Ernesto: Bueno, yo me volví loco de contento. Mira si yo tenía tantas ganas de salir de aquel infierno...pues coger el tren que salía para La Habana.
[VO: Well, I went crazy with happiness. I was so eager to get out of that hell, that I took my heavy wooden suitcase, and carried it for about five kilometers down those rocky roads.
But it turned out, there weren’t any trains until the next day and I had to sleep on the floor. And then I took the train for Havana.]
Chris: ¿Y cómo cambió la relación con su familia? ¿Eso cambió en esos dos años trabajando?
Chris: I ask him if his relationship changed with his family because of all the time that he’d been away.
Ernesto: No, no cambió para nada. Cada vez los necesitaba más. Y cada vez los quería más. [llorando] Fue muy duro. Es duro para mi contar todo esto…
[VO: No no no. That did not change at all. I needed them more and more. And I loved them more. It was very hard. It's hard for me to tell you all this… ]
Pero yo quiero que se sepa. Al cabo de 50 años, yo quiero que se sepa todo lo que nosotros pasamos allí.
[VO: But I want it to be known. After 50 years, I want everything we went through to be known.]
Chris: Ernesto moved to Spain. He studied art. He got married, bought a house and filled it with paintings. He says it looks like a museum.
Fidel Castro: “Si ustedes quieren que les diga con toda claridad la situación, es sencillamente que no haremos los 10 millones. Sencillamente. No voy a andar con rodeos para decirlo.”

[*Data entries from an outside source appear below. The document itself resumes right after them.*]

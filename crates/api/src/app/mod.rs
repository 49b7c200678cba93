//! HTTP application wiring (axum router around the [`LoginRouter`]).
//!
//! - `routes/`: one handler file per endpoint
//! - `response.rs`: `HttpResponse` → axum response conversion

use axum::{
    routing::{get, post},
    Extension, Router,
};

use crate::LoginRouter;

pub mod response;
pub mod routes;

/// Build the full HTTP router (public entrypoint used by `main.rs`).
pub fn build_app(login_router: LoginRouter) -> Router {
    Router::new()
        .route("/health", get(routes::system::health))
        .route("/login", post(routes::login::login))
        .layer(Extension(login_router))
}
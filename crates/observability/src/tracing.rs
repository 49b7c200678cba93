//! Tracing/logging initialization.
//!
//! Events are emitted as flat JSON lines that include the fields of the
//! enclosing span, so every line logged while routing a login carries that
//! call's `request_id`.

use tracing_subscriber::EnvFilter;

const DEFAULT_FILTER: &str = "info";

/// Initialize JSON logging filtered by `RUST_LOG` (default `info`).
///
/// Safe to call multiple times (subsequent calls are no-ops).
pub fn init() {
    let filter = EnvFilter::try_from_default_env().unwrap_or_else(|_| EnvFilter::new(DEFAULT_FILTER));

    let _ = tracing_subscriber::fmt()
        .with_env_filter(filter)
        .json()
        .flatten_event(true)
        .with_current_span(true)
        .with_timer(tracing_subscriber::fmt::time::SystemTime)
        .with_target(false)
        .try_init();
}
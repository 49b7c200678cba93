//! `loginkit-auth` — the credential-checking collaborator contract.
//!
//! This crate is intentionally decoupled from HTTP: the login router depends on
//! [`AuthService`] and nothing else from here.

pub mod in_memory;
pub mod service;
pub mod token;

pub use in_memory::InMemoryAuthService;
pub use service::{AuthService, AuthServiceError};
pub use token::AccessToken;
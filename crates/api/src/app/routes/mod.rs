pub mod login;
pub mod system;
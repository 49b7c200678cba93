//! Login error model.

use std::borrow::Cow;

use thiserror::Error;

use crate::ValueObject;

/// A required request field was absent or empty.
#[derive(Debug, Error, Clone, PartialEq, Eq, Hash)]
#[error("missing param: {param_name}")]
pub struct MissingParamError {
    param_name: Cow<'static, str>,
}

impl MissingParamError {
    pub fn new(param_name: impl Into<Cow<'static, str>>) -> Self {
        Self {
            param_name: param_name.into(),
        }
    }

    pub fn param_name(&self) -> &str {
        &self.param_name
    }
}

/// The submitted credentials were rejected.
#[derive(Debug, Error, Clone, Copy, Default, PartialEq, Eq, Hash)]
#[error("unauthorized")]
pub struct UnauthorizedError;

/// Generic internal failure. Deliberately carries no detail.
#[derive(Debug, Error, Clone, Copy, Default, PartialEq, Eq, Hash)]
#[error("internal server error")]
pub struct ServerError;

impl ValueObject for MissingParamError {}
impl ValueObject for UnauthorizedError {}
impl ValueObject for ServerError {}

/// Every way a login attempt can be turned down.
#[derive(Debug, Error, Clone, PartialEq, Eq)]
pub enum LoginError {
    #[error(transparent)]
    MissingParam(#[from] MissingParamError),

    #[error(transparent)]
    Unauthorized(#[from] UnauthorizedError),

    #[error(transparent)]
    Server(#[from] ServerError),
}

impl LoginError {
    /// Stable machine-readable code for this error kind.
    pub fn code(&self) -> &'static str {
        match self {
            Self::MissingParam(_) => "missing_param",
            Self::Unauthorized(_) => "unauthorized",
            Self::Server(_) => "server_error",
        }
    }
}

impl ValueObject for LoginError {}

Chris: In May of 1970 Fidel announced that the 10 million ton goal had fallen short. He said they'd only gotten 8.5 million tons. Fidel wasn't going to sugarcoat it. They had failed.
And Lillian says, by ignoring all other industries, the whole plan actually set the Cuban economy back by about 30 years.
Chris: I need to return to something Ernesto mentioned in our conversation -- this one detail that I couldn’t shake. Something the camp guards used to tell him and his fellow apátridas, the stateless men.
Ernesto: Continuamente nos decían que, si renunciamos...
[VO: They continually told us that, if we quit, they would send us home.]
Chris: “If we quit, they would send us home.”
That one sentence unlocked a new question for me: Did my dad have that option, too? Like, could he have said, “Hey guys, never mind. I’m tapping out. America isn’t worth it. I think I'd rather stay in Cuba the rest of my life than spend one more day in this fucked up camp.” I just always assumed that “forced labor” meant that you had no choice.
I ask my mom and she doesn’t remember. So I asked my dad’s sister, Ada. She was my dad’s best friend and is always game to talk. I ask her: Did papi have a choice?
At one point, she went to go visit him there. And she was so horrified by what she saw that she was like, “That’s it, I’m taking you home.”
Ada: Iba a meterlo en el carro y que se jodiera todo... Hasta cuando sea necesario.
[VO: I was going to put him in a car and say “screw everything.” But he said he wouldn’t go. And I was horrified, I said, “but holy mother of god, how long are you going to be here?” and he said, “as long as it’s necessary.”]
Chris: “As long as it’s necessary.”
Remember that thing my dad used to say? If you’re gonna do something, do it all through the way. Fucking badass, that guy. But I guess so is his sister. She said that if he wouldn’t quit, she’d get him out herself.
Ada: Yo lo que quería era sacar a mi hermano...
[VO: I wanted to get my brother out of there and put him back where he belonged, at home with his wife and daughter.]
Chris: And so she came up with a plan…
Her husband had a cousin who worked at a medical office. Ada had her write up a certificate saying that my dad was too sick to work in the fields. They had to make up a reason that was more serious than a stomachache.
So they said something about a nervous breakdown or the possibility of a nervous breakdown. She can’t quite remember exactly. But the hope was that with a medical excuse, the government would let him stop working in the camps and he’d still be able to get an exit visa.
And it worked. My dad came home.
But the exit visa -- it wasn’t exactly waiting for him when he walked in the door.